Squash and a microwave seem an ironic tribute for a couple accused by the Philippines’ new leaders of stealing billions from their countrymen and squandering it or investing it in mansions, jewelry and Manhattan real estate.

Even more ironic are indications that the Marcoses genuinely seem to need the gifts.

If the world has cast them as villains in a real-life episode of television’s “Dynasty,” some observers contend, Ferdinand and Imelda Marcos’ Hawaiian exile has proven to be more in the down-at-the-heels style of “The Waltons.” Almost two months after they fled Manila’s opulent Malacanang Palace, the Marcoses appear to those observers to have a Spartan life--painfully short of the cash they are alleged to have stolen, and perhaps even shorter on allies.

By one account, the reputed billionaires have run up close to $1 million in unpaid bills for security work, legal defenses, medical treatment and other essentials of exile, with the total rising daily.

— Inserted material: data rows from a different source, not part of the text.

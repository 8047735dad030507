//! Drawing page: freehand canvas, clear and submit.

use std::cell::RefCell;
use std::rc::Rc;

use chrono::Utc;
use shared::capture::{
    DrawingSurface, Submission, SurfaceRect, STROKE_STYLE, SURFACE_HEIGHT, SURFACE_WIDTH,
};
use shared::{paths, Point2D};
use wasm_bindgen::prelude::*;
use wasm_bindgen::JsCast;
use web_sys::{CanvasRenderingContext2d, HtmlCanvasElement, HtmlInputElement, MouseEvent};

use crate::{api, dom};

const CANVAS_ID: &str = "Canvas";
const TITLE_INPUT_ID: &str = "puzzleTitle";
const SUBMIT_ID: &str = "submitBtn";
const CLEAR_ID: &str = "clearBtn";

/// Canvas state owned by the page's event handlers
struct CaptureState {
    canvas: HtmlCanvasElement,
    ctx: CanvasRenderingContext2d,
    surface: DrawingSurface,
}

impl CaptureState {
    fn surface_point(&self, event: &MouseEvent) -> Point2D {
        let rect = self.canvas.get_bounding_client_rect();
        SurfaceRect::new(rect.left(), rect.top())
            .to_surface(f64::from(event.client_x()), f64::from(event.client_y()))
    }

    fn pointer_down(&mut self, event: &MouseEvent) {
        let point = self.surface_point(event);
        self.surface.pointer_down(point);
        self.ctx.begin_path();
        self.ctx.move_to(point.x, point.y);
    }

    fn pointer_move(&mut self, event: &MouseEvent) {
        let point = self.surface_point(event);
        if let Some(segment) = self.surface.pointer_move(point) {
            self.ctx.begin_path();
            self.ctx.move_to(segment.from.x, segment.from.y);
            self.ctx.line_to(segment.to.x, segment.to.y);
            self.ctx.stroke();
        }
    }

    fn clear(&mut self) {
        self.ctx.clear_rect(0.0, 0.0, SURFACE_WIDTH, SURFACE_HEIGHT);
        self.surface.clear();
    }
}

/// Wire up the drawing page
pub fn mount() -> Result<(), JsValue> {
    let window = dom::window()?;
    let document = dom::document()?;

    let canvas: HtmlCanvasElement = dom::element_as(&document, CANVAS_ID)?;
    let ctx = canvas
        .get_context("2d")?
        .ok_or_else(|| JsValue::from_str("2d context unavailable"))?
        .dyn_into::<CanvasRenderingContext2d>()?;
    ctx.set_line_width(STROKE_STYLE.width);
    ctx.set_line_cap(STROKE_STYLE.cap.as_str());
    ctx.set_stroke_style_str(STROKE_STYLE.color);

    let state = Rc::new(RefCell::new(CaptureState {
        canvas: canvas.clone(),
        ctx,
        surface: DrawingSurface::new(),
    }));

    let s = state.clone();
    dom::listen(&canvas, "mousedown", move |e: MouseEvent| {
        s.borrow_mut().pointer_down(&e);
    })?;

    let s = state.clone();
    dom::listen(&canvas, "mousemove", move |e: MouseEvent| {
        s.borrow_mut().pointer_move(&e);
    })?;

    // Released outside the canvas still ends the stroke
    let s = state.clone();
    dom::listen(&window, "mouseup", move |_: MouseEvent| {
        s.borrow_mut().surface.pointer_up();
    })?;

    let s = state.clone();
    let clear = dom::element(&document, CLEAR_ID)?;
    dom::listen(&clear, "click", move |_: MouseEvent| {
        s.borrow_mut().clear();
    })?;

    let submit = dom::element(&document, SUBMIT_ID)?;
    dom::listen(&submit, "click", move |_: MouseEvent| {
        dom::report(submit_drawing(&state.borrow().canvas));
    })?;

    Ok(())
}

fn submit_drawing(canvas: &HtmlCanvasElement) -> Result<(), JsValue> {
    let document = dom::document()?;
    let image = canvas.to_data_url_with_type("image/png")?;
    let title = dom::element_as::<HtmlInputElement>(&document, TITLE_INPUT_ID)
        .map(|input| input.value())
        .unwrap_or_default();
    let submission = Submission::new(Some(title.as_str()), image, Utc::now());

    wasm_bindgen_futures::spawn_local(async move {
        let result = api::create_puzzle(&submission).await;
        dom::report(after_submit(result));
    });
    Ok(())
}

fn after_submit(result: Result<shared::PuzzleDocument, api::ApiError>) -> Result<(), JsValue> {
    let window = dom::window()?;
    match result {
        Ok(doc) => {
            web_sys::console::log_1(&format!("Drawing saved with id {}", doc.id).into());
            window.location().set_href(&paths::puzzle_page(&doc.id))
        }
        Err(e) => {
            web_sys::console::error_1(&e.to_string().into());
            window.alert_with_message("failed to save to the database")
        }
    }
}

Marcos is said to have promised creditors that he would raise the money from friends or have it wired in from elsewhere. But all such efforts are said to have failed.

“I am carefully avoiding saying that he doesn’t have assets,” said one associate who refused to be identified, “or that he won’t have access to assets at some time. . . . But based on the evidence I see, the guy’s got a cash-flow problem.”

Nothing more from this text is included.